Uscito nel 2018, L'isola dei cani è il secondo lungometraggio in stop motion per Wes Anderson dopo Fantastic Mr. Fox del 2009. La storia è presto detta: nel 2038 un'epidemia colpisce la popolazione canina del Giappone. I cani, per evitare che la malattia passi all'uomo, vengono allontanati dai loro piccoli padroni per essere esiliati sulla così detta "isola dei cani". Per non dare adito a favoritismi, Kobayashi, sindaco di Megasaki, invia come primo cane sull'isola Spots, amico e guardia del corpo del nipote Atari, orfano dei genitori. Il bambino, però, dopo sei mesi, ruba un aeroplano per raggiungere l'isola dei cani e riportare a casa il suo amato Spots.
Inizia una lunga peregrinazione all'interno di questo ben strano ecosistema sociale che i cani hanno creato. In questo caso Anderson è attento alla caratterizzazione dei due mondi: mentre Atari e tutti gli altri esseri umani parlano il giapponese, i cani discutono tra loro in canino, reso nella nostra edizione in italiano e, ovviamente, in altre lingue nelle altre edizioni.
Ovviamente quella narrata da Anderson è una storia di amicizia, di sfida alle regole, di ricerca di una via alternativa per risolvere i problemi, di lotta contro la corruzione, di sopravvivenza, di comunità e non potrebbe essere diversamente, raccontata con il solito tocco di ironia tipico del regista. Non mi dilungo di più su un film di un anno fa, ma ne scrivo essenzialmente perché giusto qualche mese fa è arrivato in Italia il manga che ne porta su carta la vicenda. L'autore è Minetaro Mochizuki, uno dei miei mangaka preferiti, che però alla resa dei conti con questo volume risulta deludente per molti aspetti. Da un lato l'eccessiva semplificazione della storia, ridotta a una settantina di pagine, dall'altro il seguire una storia di altri di fatto impedisce a Mochizuki di adottare temi e stile a lui più consoni.

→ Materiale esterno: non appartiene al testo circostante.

//! Validated zoom levels.
//!
//! A zoom level selects one of the `2^zoom x 2^zoom` tile grids covering the
//! projected world. Every stored location carries its quadkey at
//! [`STORAGE_ZOOM`], so clustering can only ever ask for that level or a
//! coarser one.

use crate::error::{QuadclusterError, Result};
use serde::{Deserialize, Serialize};
use std::fmt;

/// Finest zoom level a quadkey can address.
pub const MAX_ZOOM: u8 = 23;

/// Zoom level at which each location's quadkey is computed and stored.
pub const STORAGE_ZOOM: u8 = 19;

#[derive(Debug, Clone, Copy, PartialEq, Eq, PartialOrd, Ord, Hash, Serialize, Deserialize)]
#[serde(try_from = "u8", into = "u8")]
pub struct ZoomLevel(u8);

impl ZoomLevel {
    pub const MIN: ZoomLevel = ZoomLevel(0);
    pub const MAX: ZoomLevel = ZoomLevel(MAX_ZOOM);
    pub const STORAGE: ZoomLevel = ZoomLevel(STORAGE_ZOOM);

    /// Validates `value` as a zoom level in `[0, MAX_ZOOM]`.
    ///
    /// # Examples
    ///
    /// ```
    /// use quadcluster::ZoomLevel;
    ///
    /// assert_eq!(ZoomLevel::new(12).unwrap().value(), 12);
    /// assert!(ZoomLevel::new(-1).is_err());
    /// assert!(ZoomLevel::new(24).is_err());
    /// ```
    pub fn new(value: i32) -> Result<Self> {
        if value < 0 || value > MAX_ZOOM as i32 {
            return Err(QuadclusterError::InvalidZoom(format!(
                "{} is outside [0, {}]",
                value, MAX_ZOOM
            )));
        }
        Ok(Self(value as u8))
    }

    /// Validates `value` as a zoom level that clusters can be built at,
    /// i.e. no finer than [`STORAGE_ZOOM`].
    pub fn for_clustering(value: i32) -> Result<Self> {
        let zoom = Self::new(value)?;
        zoom.ensure_storable()?;
        Ok(zoom)
    }

    /// Fails with `InvalidZoom` when this level is finer than the storage
    /// resolution.
    pub fn ensure_storable(self) -> Result<()> {
        if self > Self::STORAGE {
            return Err(QuadclusterError::InvalidZoom(format!(
                "{} is finer than the storage resolution {}",
                self,
                Self::STORAGE
            )));
        }
        Ok(())
    }

    /// Caps `value` at `MAX_ZOOM`; used where the value is already known valid.
    pub(crate) const fn clamped(value: u8) -> Self {
        if value > MAX_ZOOM {
            Self(MAX_ZOOM)
        } else {
            Self(value)
        }
    }

    pub const fn value(self) -> u8 {
        self.0
    }

    /// Number of tiles along each axis of this level's grid.
    pub const fn grid_size(self) -> u32 {
        1u32 << self.0
    }

    /// Largest valid tile index along either axis.
    pub const fn max_tile_index(self) -> u32 {
        self.grid_size() - 1
    }

    pub fn is_coarser_than(self, other: ZoomLevel) -> bool {
        self < other
    }

    /// All levels from 0 up to and including this one.
    pub fn levels_up_to(self) -> impl Iterator<Item = ZoomLevel> {
        (0..=self.0).map(ZoomLevel)
    }
}

impl Default for ZoomLevel {
    fn default() -> Self {
        Self::STORAGE
    }
}

impl TryFrom<u8> for ZoomLevel {
    type Error = QuadclusterError;

    fn try_from(value: u8) -> Result<Self> {
        Self::new(value as i32)
    }
}

impl TryFrom<i32> for ZoomLevel {
    type Error = QuadclusterError;

    fn try_from(value: i32) -> Result<Self> {
        Self::new(value)
    }
}

impl From<ZoomLevel> for u8 {
    fn from(zoom: ZoomLevel) -> Self {
        zoom.0
    }
}

impl fmt::Display for ZoomLevel {
    fn fmt(&self, f: &mut fmt::Formatter<'_>) -> fmt::Result {
        write!(f, "Z{}", self.0)
    }
}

Altro aspetto un po' traballante sono i testi, che non sempre riescono a catturare l'essenza dei dialoghi di Anderson, mentre il ritmo narrativo risulta eccessivamente sostenuto. Infine si perde un po' l'importanza dei cuccioli in generale per la crescita dei bambini, se non attraverso il solo Atari, mentre il finale del film viene completamente ignorato. Certo c'è da dire che rispetto alla pellicola il messaggio di accoglienza nella storia di Mochizuki risulta decisamente esplicito, grazie a una delle ultime battute del manga:
Credo che sforzarsi di comprendere il prossimo sia la via giusta per diventare persone migliori.
E questo è un merito non indifferente.